Realizadores como Ivan Marino, Mariela Yeregui, Gabriela Golder, Silvia Rivas, Jorge La Ferla, Gustavo Galuppo, Marcello Mercado e muitos outros constituem uma potente cena de arte eletrônica na Argentina. Como curador e diretor de um centro de fomento, como você enxerga essa produção? Quais são suas linhas de força e suas características específicas?

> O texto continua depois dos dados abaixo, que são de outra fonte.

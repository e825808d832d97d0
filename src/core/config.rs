//! Engine configuration.
//!
//! Both round engines take an `EngineConfig` at construction. Gameplay
//! settings that the player can change mid-session (difficulty, series
//! filter) live in [`Settings`](crate::settings::Settings) instead.

use serde::{Deserialize, Serialize};

/// Sampling attempts before a Classic round gives up.
pub const DEFAULT_MAX_ATTEMPTS: u32 = 40;

/// Round engine configuration.
#[derive(Clone, Debug, PartialEq, Eq, Serialize, Deserialize)]
pub struct EngineConfig {
    /// RNG seed. `None` seeds from entropy, so each session differs.
    pub seed: Option<u64>,

    /// Bounded retry cap for the Classic sampling loop.
    /// Never unbounded: an exhausted pool must end in the error phase.
    pub max_attempts: u32,
}

impl Default for EngineConfig {
    fn default() -> Self {
        Self {
            seed: None,
            max_attempts: DEFAULT_MAX_ATTEMPTS,
        }
    }
}

impl EngineConfig {
    /// Create a new config with a fixed seed.
    #[must_use]
    pub fn with_seed(mut self, seed: u64) -> Self {
        self.seed = Some(seed);
        self
    }

    /// Create a new config with a custom attempt cap (minimum 1).
    #[must_use]
    pub fn with_max_attempts(mut self, attempts: u32) -> Self {
        self.max_attempts = attempts.max(1);
        self
    }

    /// Derive the config for a second engine so that two engines built
    /// from one seeded config do not share a random stream.
    #[must_use]
    pub fn derived(&self, salt: u64) -> Self {
        Self {
            seed: self
                .seed
                .map(|seed| seed.wrapping_add(salt.wrapping_mul(0x9E37_79B9_7F4A_7C15))),
            max_attempts: self.max_attempts,
        }
    }
}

Acredito que a produção argentina de vídeo é extremamente heterogênea. Essa diversidade, que vejo como algo muito positivo, impede-nos de fazer juízos generalizados. Deveríamos tratar esse assunto por casos e para isso precisaríamos de muito mais espaço do que estas linhas. Talvez, devesse aproveitar este lugar para esclarecer que, apesar de encontrar alguns realizadores com propostas muito interessantes, não existe uma grande produção sólida. Existem muitos vídeos, mas poucos se apresentam como resultado de um processo de criação reflexivo e consistente. A cena jovem é a mais deficiente, ao que parece. Eles não conseguem processar a MTV, e a estética “Flash” os tira de lado. A maioria dos alunos chega à universidade totalmente indefesa frente à imagem, é integralmente vulnerável ao discurso midiático corporativo, e não tem capacidade de gerar nenhum nível de enfrentamento crítico em relação a ele. Depois de um tempo de faculdade essa situação não varia muito. Dez anos de "menemismo" deixaram sua marca [Denegri se refere aos dois governos do presidente argentino Carlos Menem]. E isso se reflete nos trabalhos. Acredito que, na Argentina, devemos ficar muito atentos a esse fato alarmante e trabalhar para formar criadores livres antes de empregados úteis.
* Denegri, Andrés IN Rizzo, Patrícia (curadora), Sortilegio. Buenos Aires: Fondo Nacional de las Artes, 2001.
** Barthes, Roland, “La câmara Lúcida”. Buenos Aires: Paidos, 2003.